### Task to complete:
Find the line containing "rows (SS_cons, RF)." in the records below. Copy exactly that line and each one after it, ending at the line containing "score against the", and nothing more.

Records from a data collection
[Start of Attachment]

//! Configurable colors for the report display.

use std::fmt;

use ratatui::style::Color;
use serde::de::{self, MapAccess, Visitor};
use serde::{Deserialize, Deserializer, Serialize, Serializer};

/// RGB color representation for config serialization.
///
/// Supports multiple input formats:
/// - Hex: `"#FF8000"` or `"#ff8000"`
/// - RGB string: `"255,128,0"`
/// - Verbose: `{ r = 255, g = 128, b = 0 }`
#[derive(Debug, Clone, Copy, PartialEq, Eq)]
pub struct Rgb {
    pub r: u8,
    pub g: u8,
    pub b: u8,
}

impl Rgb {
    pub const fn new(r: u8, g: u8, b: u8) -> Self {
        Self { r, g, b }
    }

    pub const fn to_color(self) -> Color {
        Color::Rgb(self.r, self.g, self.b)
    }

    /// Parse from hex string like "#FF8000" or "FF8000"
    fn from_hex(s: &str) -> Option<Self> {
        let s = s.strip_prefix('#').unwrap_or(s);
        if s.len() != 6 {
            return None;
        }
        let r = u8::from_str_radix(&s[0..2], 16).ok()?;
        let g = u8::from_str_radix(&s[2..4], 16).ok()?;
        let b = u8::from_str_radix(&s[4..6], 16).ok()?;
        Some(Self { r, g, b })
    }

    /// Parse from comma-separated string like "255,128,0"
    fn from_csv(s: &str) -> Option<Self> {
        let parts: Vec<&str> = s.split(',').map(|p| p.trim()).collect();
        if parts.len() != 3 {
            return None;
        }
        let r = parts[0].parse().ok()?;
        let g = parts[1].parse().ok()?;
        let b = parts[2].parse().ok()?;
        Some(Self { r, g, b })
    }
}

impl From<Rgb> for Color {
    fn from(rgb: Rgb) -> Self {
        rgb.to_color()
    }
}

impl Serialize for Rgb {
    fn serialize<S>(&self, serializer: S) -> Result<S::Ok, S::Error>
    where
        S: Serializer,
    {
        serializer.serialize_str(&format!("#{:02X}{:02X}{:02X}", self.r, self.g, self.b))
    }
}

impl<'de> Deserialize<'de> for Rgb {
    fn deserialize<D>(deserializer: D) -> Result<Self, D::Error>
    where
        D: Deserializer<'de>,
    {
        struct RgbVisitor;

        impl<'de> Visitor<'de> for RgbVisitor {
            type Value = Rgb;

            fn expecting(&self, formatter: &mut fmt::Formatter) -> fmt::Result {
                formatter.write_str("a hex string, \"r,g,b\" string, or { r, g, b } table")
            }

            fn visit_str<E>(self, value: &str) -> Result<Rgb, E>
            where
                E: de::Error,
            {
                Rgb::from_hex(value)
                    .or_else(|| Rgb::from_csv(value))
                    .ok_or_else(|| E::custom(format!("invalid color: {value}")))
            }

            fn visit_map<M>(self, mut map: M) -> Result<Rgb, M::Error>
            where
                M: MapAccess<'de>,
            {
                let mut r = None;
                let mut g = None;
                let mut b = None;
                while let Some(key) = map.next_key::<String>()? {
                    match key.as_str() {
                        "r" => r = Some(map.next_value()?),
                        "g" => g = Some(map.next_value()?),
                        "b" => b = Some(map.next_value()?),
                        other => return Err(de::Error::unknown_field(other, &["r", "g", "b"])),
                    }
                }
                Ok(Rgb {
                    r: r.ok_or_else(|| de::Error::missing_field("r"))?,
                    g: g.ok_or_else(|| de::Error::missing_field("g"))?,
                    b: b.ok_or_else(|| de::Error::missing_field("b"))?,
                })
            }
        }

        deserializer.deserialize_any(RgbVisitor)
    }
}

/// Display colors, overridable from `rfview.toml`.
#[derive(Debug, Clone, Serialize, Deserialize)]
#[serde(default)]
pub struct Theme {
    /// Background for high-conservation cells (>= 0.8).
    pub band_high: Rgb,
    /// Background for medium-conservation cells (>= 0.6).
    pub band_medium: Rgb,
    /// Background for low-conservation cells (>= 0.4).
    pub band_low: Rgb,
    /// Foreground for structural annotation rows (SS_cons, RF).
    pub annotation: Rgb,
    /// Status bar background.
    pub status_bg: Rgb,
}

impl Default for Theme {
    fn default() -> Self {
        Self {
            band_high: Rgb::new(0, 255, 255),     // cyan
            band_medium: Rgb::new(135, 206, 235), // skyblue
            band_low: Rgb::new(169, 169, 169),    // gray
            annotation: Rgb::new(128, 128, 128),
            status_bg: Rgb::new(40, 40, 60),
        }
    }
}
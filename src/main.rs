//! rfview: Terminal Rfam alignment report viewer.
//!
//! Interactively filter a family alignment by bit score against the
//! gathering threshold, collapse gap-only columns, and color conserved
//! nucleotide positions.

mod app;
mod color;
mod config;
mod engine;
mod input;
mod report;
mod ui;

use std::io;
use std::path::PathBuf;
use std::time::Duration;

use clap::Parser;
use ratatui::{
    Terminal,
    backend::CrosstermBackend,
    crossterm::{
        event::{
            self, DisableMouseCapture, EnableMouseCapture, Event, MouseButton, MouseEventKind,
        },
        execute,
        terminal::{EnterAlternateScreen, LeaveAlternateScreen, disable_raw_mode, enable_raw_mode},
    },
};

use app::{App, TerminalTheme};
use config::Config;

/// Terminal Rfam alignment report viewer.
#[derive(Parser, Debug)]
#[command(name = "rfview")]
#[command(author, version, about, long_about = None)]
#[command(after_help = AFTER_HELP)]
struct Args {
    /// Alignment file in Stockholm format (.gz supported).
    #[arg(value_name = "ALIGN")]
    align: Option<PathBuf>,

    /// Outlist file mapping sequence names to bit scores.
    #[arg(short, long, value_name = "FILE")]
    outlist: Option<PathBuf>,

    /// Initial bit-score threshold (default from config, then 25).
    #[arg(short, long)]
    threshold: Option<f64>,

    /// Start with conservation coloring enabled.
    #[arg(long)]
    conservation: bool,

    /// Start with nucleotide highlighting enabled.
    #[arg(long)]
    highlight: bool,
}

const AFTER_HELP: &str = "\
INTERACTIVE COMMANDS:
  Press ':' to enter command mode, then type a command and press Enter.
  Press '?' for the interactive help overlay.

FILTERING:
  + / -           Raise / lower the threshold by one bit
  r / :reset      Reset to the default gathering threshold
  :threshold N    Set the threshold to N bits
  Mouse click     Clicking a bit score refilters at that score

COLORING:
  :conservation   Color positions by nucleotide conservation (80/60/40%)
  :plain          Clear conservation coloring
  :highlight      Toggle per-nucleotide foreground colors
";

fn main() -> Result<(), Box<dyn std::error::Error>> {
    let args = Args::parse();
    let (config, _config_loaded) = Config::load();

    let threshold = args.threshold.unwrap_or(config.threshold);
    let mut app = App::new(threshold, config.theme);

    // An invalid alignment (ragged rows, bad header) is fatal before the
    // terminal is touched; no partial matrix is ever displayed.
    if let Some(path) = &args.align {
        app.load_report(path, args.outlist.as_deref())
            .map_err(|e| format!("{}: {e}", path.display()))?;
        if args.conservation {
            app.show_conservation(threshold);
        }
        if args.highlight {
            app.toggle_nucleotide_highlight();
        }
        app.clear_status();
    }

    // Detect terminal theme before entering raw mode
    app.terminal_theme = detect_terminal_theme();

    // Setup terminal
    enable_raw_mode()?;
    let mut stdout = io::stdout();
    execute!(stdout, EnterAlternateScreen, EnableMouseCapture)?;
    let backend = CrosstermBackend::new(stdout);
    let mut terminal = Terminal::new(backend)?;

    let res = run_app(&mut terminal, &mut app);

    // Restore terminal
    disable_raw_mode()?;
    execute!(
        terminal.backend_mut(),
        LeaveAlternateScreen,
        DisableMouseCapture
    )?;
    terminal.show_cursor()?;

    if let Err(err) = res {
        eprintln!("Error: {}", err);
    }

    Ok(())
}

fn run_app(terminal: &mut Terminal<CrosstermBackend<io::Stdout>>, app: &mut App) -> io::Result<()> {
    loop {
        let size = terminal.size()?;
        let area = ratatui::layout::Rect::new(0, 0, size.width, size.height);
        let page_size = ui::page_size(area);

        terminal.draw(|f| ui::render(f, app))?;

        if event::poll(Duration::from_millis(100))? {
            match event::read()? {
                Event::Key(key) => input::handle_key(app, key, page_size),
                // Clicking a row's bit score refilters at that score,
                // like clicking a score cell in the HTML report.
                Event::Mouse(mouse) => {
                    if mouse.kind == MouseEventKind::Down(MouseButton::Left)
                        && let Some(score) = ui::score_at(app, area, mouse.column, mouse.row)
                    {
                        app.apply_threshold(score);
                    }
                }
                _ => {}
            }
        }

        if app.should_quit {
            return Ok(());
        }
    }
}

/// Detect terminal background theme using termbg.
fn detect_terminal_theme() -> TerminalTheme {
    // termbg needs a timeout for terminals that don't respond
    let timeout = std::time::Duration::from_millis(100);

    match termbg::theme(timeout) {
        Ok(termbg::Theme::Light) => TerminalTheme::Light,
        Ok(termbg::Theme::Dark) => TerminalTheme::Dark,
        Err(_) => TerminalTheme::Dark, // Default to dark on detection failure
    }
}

[End of Attachment]
[Start of Attachment]

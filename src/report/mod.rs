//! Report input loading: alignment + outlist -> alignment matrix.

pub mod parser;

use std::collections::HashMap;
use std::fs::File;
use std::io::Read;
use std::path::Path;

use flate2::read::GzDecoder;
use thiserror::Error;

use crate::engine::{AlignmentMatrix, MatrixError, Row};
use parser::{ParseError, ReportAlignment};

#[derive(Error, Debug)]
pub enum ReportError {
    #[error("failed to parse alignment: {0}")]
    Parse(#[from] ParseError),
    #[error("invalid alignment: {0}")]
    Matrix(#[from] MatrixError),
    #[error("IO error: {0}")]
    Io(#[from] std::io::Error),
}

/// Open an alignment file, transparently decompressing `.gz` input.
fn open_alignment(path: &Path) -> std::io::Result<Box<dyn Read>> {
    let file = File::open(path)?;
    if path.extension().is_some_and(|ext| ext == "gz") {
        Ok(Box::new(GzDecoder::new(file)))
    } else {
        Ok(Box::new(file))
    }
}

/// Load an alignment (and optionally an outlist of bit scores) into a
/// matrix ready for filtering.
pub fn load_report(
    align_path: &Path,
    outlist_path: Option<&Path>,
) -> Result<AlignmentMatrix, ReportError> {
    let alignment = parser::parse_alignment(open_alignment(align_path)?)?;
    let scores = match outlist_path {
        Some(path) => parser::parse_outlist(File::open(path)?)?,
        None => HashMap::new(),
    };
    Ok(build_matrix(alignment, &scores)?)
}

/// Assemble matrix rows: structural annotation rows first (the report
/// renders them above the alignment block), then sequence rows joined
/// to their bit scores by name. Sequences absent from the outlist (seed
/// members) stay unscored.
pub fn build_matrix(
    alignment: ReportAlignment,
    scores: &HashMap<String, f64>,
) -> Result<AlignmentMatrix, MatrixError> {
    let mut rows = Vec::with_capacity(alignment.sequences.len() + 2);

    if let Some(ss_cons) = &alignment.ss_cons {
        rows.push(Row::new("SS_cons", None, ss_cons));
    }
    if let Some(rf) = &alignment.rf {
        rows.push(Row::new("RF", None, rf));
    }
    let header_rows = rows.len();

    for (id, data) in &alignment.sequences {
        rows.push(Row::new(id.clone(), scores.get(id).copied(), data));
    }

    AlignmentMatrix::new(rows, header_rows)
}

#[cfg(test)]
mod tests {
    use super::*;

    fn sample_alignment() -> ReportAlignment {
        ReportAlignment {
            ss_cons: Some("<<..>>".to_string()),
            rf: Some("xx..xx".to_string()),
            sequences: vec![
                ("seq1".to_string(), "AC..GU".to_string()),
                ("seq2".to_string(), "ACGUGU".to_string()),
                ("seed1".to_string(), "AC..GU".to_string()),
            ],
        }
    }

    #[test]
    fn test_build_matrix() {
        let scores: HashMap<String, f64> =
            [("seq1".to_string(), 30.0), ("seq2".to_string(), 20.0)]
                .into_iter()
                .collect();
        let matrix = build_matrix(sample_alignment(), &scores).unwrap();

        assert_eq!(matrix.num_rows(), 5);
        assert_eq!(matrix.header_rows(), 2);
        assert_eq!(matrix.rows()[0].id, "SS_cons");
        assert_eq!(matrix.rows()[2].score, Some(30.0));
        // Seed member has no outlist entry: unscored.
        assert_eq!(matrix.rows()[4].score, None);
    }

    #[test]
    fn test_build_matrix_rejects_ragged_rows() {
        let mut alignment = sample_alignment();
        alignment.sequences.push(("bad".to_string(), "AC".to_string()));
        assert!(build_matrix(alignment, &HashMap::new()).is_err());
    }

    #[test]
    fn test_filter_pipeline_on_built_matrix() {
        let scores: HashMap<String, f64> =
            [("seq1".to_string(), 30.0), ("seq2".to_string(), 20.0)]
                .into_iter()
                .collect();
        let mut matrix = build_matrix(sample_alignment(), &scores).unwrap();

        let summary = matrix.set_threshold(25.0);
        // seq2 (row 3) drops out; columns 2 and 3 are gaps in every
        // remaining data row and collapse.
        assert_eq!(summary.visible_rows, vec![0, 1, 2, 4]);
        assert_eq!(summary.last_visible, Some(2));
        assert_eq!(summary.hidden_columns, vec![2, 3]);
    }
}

[End of Attachment]

### Answer to this problem:
    /// Foreground for structural annotation rows (SS_cons, RF).
    pub annotation: Rgb,
    /// Status bar background.
    pub status_bg: Rgb,
}

impl Default for Theme {
    fn default() -> Self {
        Self {
            band_high: Rgb::new(0, 255, 255),     // cyan
            band_medium: Rgb::new(135, 206, 235), // skyblue
            band_low: Rgb::new(169, 169, 169),    // gray
            annotation: Rgb::new(128, 128, 128),
            status_bg: Rgb::new(40, 40, 60),
        }
    }
}
filename src/main.rs
//! rfview: Terminal Rfam alignment report viewer.
//!
//! Interactively filter a family alignment by bit score against the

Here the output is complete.